◆ What you will do
Copy every line of the listing that holds the string "format".

◆ Records for the task
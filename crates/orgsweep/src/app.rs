use clap::{Arg, ArgAction, ArgMatches, Command};

pub fn build_cli() -> Command {
    Command::new("orgsweep")
        .version(env!("CARGO_PKG_VERSION"))
        .about("Tear down an API organization's resources in dependency order")
        .long_about(
            "orgsweep reads a hierarchy snapshot of an API-management organization and \
             deletes its resources in dependency order: proxies first, then shared flows, \
             products, apps and developers, key/value maps, environments, reports, data \
             collectors, environment groups, and finally runtime instances. Resources that \
             are still depended upon are skipped, and the updated snapshot is written back \
             so a later run can finish the job.",
        )
        .arg(
            Arg::new("verbose")
                .short('v')
                .long("verbose")
                .help("Enable verbose logging output")
                .action(ArgAction::SetTrue)
                .global(true),
        )
        .subcommand_required(true)
        .arg_required_else_help(true)
        .subcommand(
            Command::new("clean")
                .about("Run the full cleanup against the remote organization")
                .arg(
                    Arg::new("org")
                        .long("org")
                        .short('o')
                        .help("Organization to sweep (overrides config)"),
                )
                .arg(
                    Arg::new("domain")
                        .long("domain")
                        .help("API host to send requests to (overrides config)"),
                )
                .arg(
                    Arg::new("hierarchy")
                        .long("hierarchy")
                        .help("Path to the hierarchy snapshot to read (overrides config)"),
                )
                .arg(
                    Arg::new("output")
                        .long("output")
                        .help("Path to write the post-run snapshot to (overrides config)"),
                )
                .arg(
                    Arg::new("protected")
                        .long("protected")
                        .help("Path to a file naming proxies that must never be deleted"),
                )
                .arg(
                    Arg::new("token-env")
                        .long("token-env")
                        .help("Environment variable holding the bearer token (overrides config)"),
                )
                .arg(
                    Arg::new("dry-run")
                        .long("dry-run")
                        .help("Log every delete instead of sending it")
                        .action(ArgAction::SetTrue),
                )
                .arg(
                    Arg::new("json")
                        .long("json")
                        .help("Output the run summary in JSON format")
                        .action(ArgAction::SetTrue),
                ),
        )
        .subcommand(
            Command::new("inspect")
                .about("Summarize a hierarchy snapshot without touching the remote")
                .arg(
                    Arg::new("hierarchy")
                        .help("Path to the hierarchy snapshot (defaults to config)")
                        .index(1),
                )
                .arg(
                    Arg::new("json")
                        .long("json")
                        .help("Output in JSON format")
                        .action(ArgAction::SetTrue),
                ),
        )
}

#[allow(dead_code)]
pub fn get_matches() -> ArgMatches {
    build_cli().get_matches()
}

◆ Answer space
                        .help("Output the run summary in JSON format")
                        .help("Output in JSON format")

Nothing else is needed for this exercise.